1987年、東京都出身。2008年に「STAND UP!」でCDデビュー。翌年には俳優デビューし、18年の舞台『母と暮せば』の演技で文化庁芸術祭演劇部門新人賞などを受賞。日本テレビ系『ぐるナイ』に、「グルメチキンレース ゴチになります22」の新レギュラーメンバーとして出演中。

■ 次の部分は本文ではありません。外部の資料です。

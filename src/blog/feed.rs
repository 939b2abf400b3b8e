use crate::api::{InkwellApi, Post};

const FEATURED_LIMIT: usize = 2;

/// Ordering of the home feed. Every ordering is descending.
#[derive(Debug, Clone, Copy, PartialEq, Eq, Default)]
pub enum FeedOrder {
    #[default]
    Latest,
    Popular,
    MostLiked,
    MostCommented,
}

impl FeedOrder {
    pub const ALL: [FeedOrder; 4] = [
        FeedOrder::Latest,
        FeedOrder::Popular,
        FeedOrder::MostLiked,
        FeedOrder::MostCommented,
    ];

    /// Parse a `?sort=` value. Unknown keys fall back to `Latest`.
    pub fn from_key(key: &str) -> Self {
        match key {
            "popular" => FeedOrder::Popular,
            "most-liked" => FeedOrder::MostLiked,
            "most-commented" => FeedOrder::MostCommented,
            _ => FeedOrder::Latest,
        }
    }

    pub fn key(self) -> &'static str {
        match self {
            FeedOrder::Latest => "latest",
            FeedOrder::Popular => "popular",
            FeedOrder::MostLiked => "most-liked",
            FeedOrder::MostCommented => "most-commented",
        }
    }

    pub fn label(self) -> &'static str {
        match self {
            FeedOrder::Latest => "Latest",
            FeedOrder::Popular => "Most Viewed",
            FeedOrder::MostLiked => "Most Liked",
            FeedOrder::MostCommented => "Most Commented",
        }
    }

    /// Stable sort, so posts with equal keys keep their fetch order.
    pub fn sort(self, posts: &mut [Post]) {
        match self {
            FeedOrder::Latest => posts.sort_by(|a, b| b.created_at.cmp(&a.created_at)),
            FeedOrder::Popular => posts.sort_by(|a, b| b.views.cmp(&a.views)),
            FeedOrder::MostLiked => posts.sort_by(|a, b| b.likes.cmp(&a.likes)),
            FeedOrder::MostCommented => posts.sort_by(|a, b| b.comments.cmp(&a.comments)),
        }
    }
}

#[derive(Debug, Default)]
pub struct Feed {
    pub featured: Vec<Post>,
    pub trending: Vec<Post>,
    pub sorted: Vec<Post>,
    pub order: FeedOrder,
}

impl Feed {
    pub fn from_posts(posts: Vec<Post>, order: FeedOrder) -> Self {
        let featured = posts
            .iter()
            .filter(|p| p.featured)
            .take(FEATURED_LIMIT)
            .cloned()
            .collect();
        let trending = posts.iter().filter(|p| p.trending).cloned().collect();

        let mut sorted = posts;
        order.sort(&mut sorted);

        Self {
            featured,
            trending,
            sorted,
            order,
        }
    }

    /// Fetch the whole collection. A failed fetch leaves the feed empty.
    pub async fn load(api: &dyn InkwellApi, order: FeedOrder) -> Self {
        let posts = match api.list_blogs().await {
            Ok(posts) => posts,
            Err(e) => {
                tracing::warn!("Failed to fetch blogs: {}", e);
                Vec::new()
            }
        };
        Self::from_posts(posts, order)
    }
}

また、出演映画『燃えよ剣』が2021年10月に公開予定。

KERA CROSS 第三弾『カメレオンズ・リップ』

2021年4月2日~4日/北千住・シアター1010 全席指定/1万円 お問い合わせ/シアター1010チケットセンター 電話03-5244-1011 14日~26日/日比谷・シアタークリエ 全席指定/1万500円 お問い合わせ/キューブ 電話03-5485-2252 ※以上の東京公演はいずれも2月20日よりチケット一般発売
4月11日/福島・南相馬市民文化会館(ゆめはっと) 5月2日~4日/大阪・サンケイホールブリーゼ 5月6日/愛知・日本特殊陶業市民会館 ビレッジホール ほか 5月中旬まで全国ツアーを予定
作/ケラリーノ・サンドロヴィッチ 演出/河原雅彦 音楽/伊澤一葉(東京事変、the HIATUS)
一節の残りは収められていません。